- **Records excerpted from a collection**
<<<<

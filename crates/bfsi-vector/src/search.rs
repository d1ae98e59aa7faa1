use anyhow::{Result, anyhow};
use arrow_array::{Array, Float32Array, RecordBatch, StringArray};
use async_trait::async_trait;
use futures::TryStreamExt;
use lancedb::{Connection, DistanceType};
use lancedb::query::{QueryBase, ExecutableQuery};
use std::path::Path;

use bfsi_core::traits::VectorStore;
use bfsi_core::types::{DocumentChunk, ScoredChunk};

use crate::table::{get_meta, open_db, set_meta, table_exists};
use crate::writer::{chunks_to_record_batch, insert_batch};

pub const META_TABLE: &str = "ingest_meta";

/// Chunk table in a LanceDB directory, searched by cosine distance.
pub struct LanceStore { pub(crate) db: Connection, pub(crate) table_name: String, dim: usize }

impl LanceStore {
	pub async fn open(store_dir: &Path, table_name: &str, dim: usize) -> Result<Self> {
		std::fs::create_dir_all(store_dir)?;
		let db = open_db(store_dir.to_string_lossy().as_ref()).await?;
		Ok(Self { db, table_name: table_name.to_string(), dim })
	}

	pub fn table_name(&self) -> &str { &self.table_name }
}

fn string_col<'a>(batch: &'a RecordBatch, name: &str) -> Result<&'a StringArray> {
	batch.column_by_name(name).and_then(|c| c.as_any().downcast_ref::<StringArray>()).ok_or_else(|| anyhow!("{} column missing", name))
}

#[async_trait]
impl VectorStore for LanceStore {
	async fn count(&self) -> Result<usize> {
		if !table_exists(&self.db, &self.table_name).await? { return Ok(0); }
		Ok(self.db.open_table(&self.table_name).execute().await?.count_rows(None).await?)
	}

	async fn add(&self, chunks: &[DocumentChunk], fingerprints: &[Vec<f32>]) -> Result<()> {
		if chunks.is_empty() { return Ok(()); }
		let batch = chunks_to_record_batch(chunks, fingerprints, self.dim)?;
		insert_batch(&self.db, &self.table_name, batch).await
	}

	async fn nearest(&self, fingerprint: &[f32], k: usize) -> Result<Vec<ScoredChunk>> {
		if k == 0 || !table_exists(&self.db, &self.table_name).await? { return Ok(vec![]); }
		let table = self.db.open_table(&self.table_name).execute().await?;
		let mut stream = table.vector_search(fingerprint.to_vec())?.distance_type(DistanceType::Cosine).limit(k).execute().await?;
		let mut hits = Vec::new();
		while let Some(batch) = stream.try_next().await? {
			let ids = string_col(&batch, "id")?;
			let texts = string_col(&batch, "text")?;
			let sources = string_col(&batch, "source")?;
			let distances = batch.column_by_name("_distance").and_then(|c| c.as_any().downcast_ref::<Float32Array>());
			for i in 0..batch.num_rows() {
				let score = match distances { Some(d) if !d.is_null(i) => 1.0 - d.value(i), _ => 0.0 };
				hits.push(ScoredChunk {
					chunk: DocumentChunk { id: ids.value(i).to_string(), text: texts.value(i).to_string(), source: sources.value(i).to_string() },
					score,
				});
			}
		}
		hits.sort_by(|a, b| b.score.partial_cmp(&a.score).unwrap_or(std::cmp::Ordering::Equal));
		hits.truncate(k);
		Ok(hits)
	}

	async fn set_meta(&self, key: &str, value: &str) -> Result<()> {
		set_meta(&self.db, META_TABLE, key, value).await
	}

	async fn meta(&self, key: &str) -> Result<Option<String>> {
		get_meta(&self.db, META_TABLE, key).await
	}
}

>>>>

- **Exercise instructions**
Produce only the lines from the line containing "use async_trait::async_trait;" through the line containing "pub async fn", inclusive of both, exactly as they stand in the entries above.

- **Reply to the task**
use async_trait::async_trait;
use futures::TryStreamExt;
use lancedb::{Connection, DistanceType};
use lancedb::query::{QueryBase, ExecutableQuery};
use std::path::Path;

use bfsi_core::traits::VectorStore;
use bfsi_core::types::{DocumentChunk, ScoredChunk};

use crate::table::{get_meta, open_db, set_meta, table_exists};
use crate::writer::{chunks_to_record_batch, insert_batch};

pub const META_TABLE: &str = "ingest_meta";

/// Chunk table in a LanceDB directory, searched by cosine distance.
pub struct LanceStore { pub(crate) db: Connection, pub(crate) table_name: String, dim: usize }

impl LanceStore {
	pub async fn open(store_dir: &Path, table_name: &str, dim: usize) -> Result<Self> {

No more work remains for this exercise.